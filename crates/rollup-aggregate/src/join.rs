//! Full outer join of two keyed collections

use crate::grouped::GroupedAggregator;
use rollup_model::{Keyed, Named};
use serde::{Deserialize, Serialize};
use std::collections::{BTreeSet, HashMap};

/// Names from both sides that share one key
#[derive(Debug, Clone, PartialEq, Eq, Serialize, Deserialize)]
pub struct JoinedGroup {
    /// Shared group key
    pub key: String,

    /// Left-side names, ascending; `None` if the left side has no match
    pub left: Option<Vec<String>>,

    /// Right-side names, ascending; `None` if the right side has no match
    pub right: Option<Vec<String>>,
}

/// Joins two collections on their group keys
#[derive(Debug, Clone, Copy, Default)]
pub struct JoinAggregator;

impl JoinAggregator {
    /// Join `left` and `right` on [`Keyed::group_key`]
    ///
    /// Each side is partitioned independently. Every key seen on either
    /// side yields exactly one [`JoinedGroup`]; the result is ordered
    /// ascending by key. Names are sorted but not deduplicated.
    pub fn join<L, R>(left: &[L], right: &[R]) -> Vec<JoinedGroup>
    where
        L: Keyed + Named,
        R: Keyed + Named,
    {
        let left_groups = GroupedAggregator::partition(left, |r| r.group_key());
        let right_groups = GroupedAggregator::partition(right, |r| r.group_key());

        let keys: BTreeSet<&str> = left_groups
            .keys()
            .chain(right_groups.keys())
            .copied()
            .collect();

        keys.into_iter()
            .map(|key| JoinedGroup {
                key: key.to_owned(),
                left: Self::sorted_names(&left_groups, key),
                right: Self::sorted_names(&right_groups, key),
            })
            .collect()
    }

    fn sorted_names<T: Named>(groups: &HashMap<&str, Vec<&T>>, key: &str) -> Option<Vec<String>> {
        let members = groups.get(key).filter(|m| !m.is_empty())?;
        let mut names: Vec<String> = members.iter().map(|m| m.name().to_owned()).collect();
        names.sort();
        Some(names)
    }
}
--*--
(About this exercise): Give back all the records exactly as they stand.

(Answer to this problem):
filename crates/rollup-aggregate/src/join.rs
//! Full outer join of two keyed collections

use crate::grouped::GroupedAggregator;
use rollup_model::{Keyed, Named};
use serde::{Deserialize, Serialize};
use std::collections::{BTreeSet, HashMap};

/// Names from both sides that share one key
#[derive(Debug, Clone, PartialEq, Eq, Serialize, Deserialize)]
pub struct JoinedGroup {
    /// Shared group key
    pub key: String,

    /// Left-side names, ascending; `None` if the left side has no match
    pub left: Option<Vec<String>>,

    /// Right-side names, ascending; `None` if the right side has no match
    pub right: Option<Vec<String>>,
}

/// Joins two collections on their group keys
#[derive(Debug, Clone, Copy, Default)]
pub struct JoinAggregator;

impl JoinAggregator {
    /// Join `left` and `right` on [`Keyed::group_key`]
    ///
    /// Each side is partitioned independently. Every key seen on either
    /// side yields exactly one [`JoinedGroup`]; the result is ordered
    /// ascending by key. Names are sorted but not deduplicated.
    pub fn join<L, R>(left: &[L], right: &[R]) -> Vec<JoinedGroup>
    where
        L: Keyed + Named,
        R: Keyed + Named,
    {
        let left_groups = GroupedAggregator::partition(left, |r| r.group_key());
        let right_groups = GroupedAggregator::partition(right, |r| r.group_key());

        let keys: BTreeSet<&str> = left_groups
            .keys()
            .chain(right_groups.keys())
            .copied()
            .collect();

        keys.into_iter()
            .map(|key| JoinedGroup {
                key: key.to_owned(),
                left: Self::sorted_names(&left_groups, key),
                right: Self::sorted_names(&right_groups, key),
            })
            .collect()
    }

    fn sorted_names<T: Named>(groups: &HashMap<&str, Vec<&T>>, key: &str) -> Option<Vec<String>> {
        let members = groups.get(key).filter(|m| !m.is_empty())?;
        let mut names: Vec<String> = members.iter().map(|m| m.name().to_owned()).collect();
        names.sort();
        Some(names)
    }
}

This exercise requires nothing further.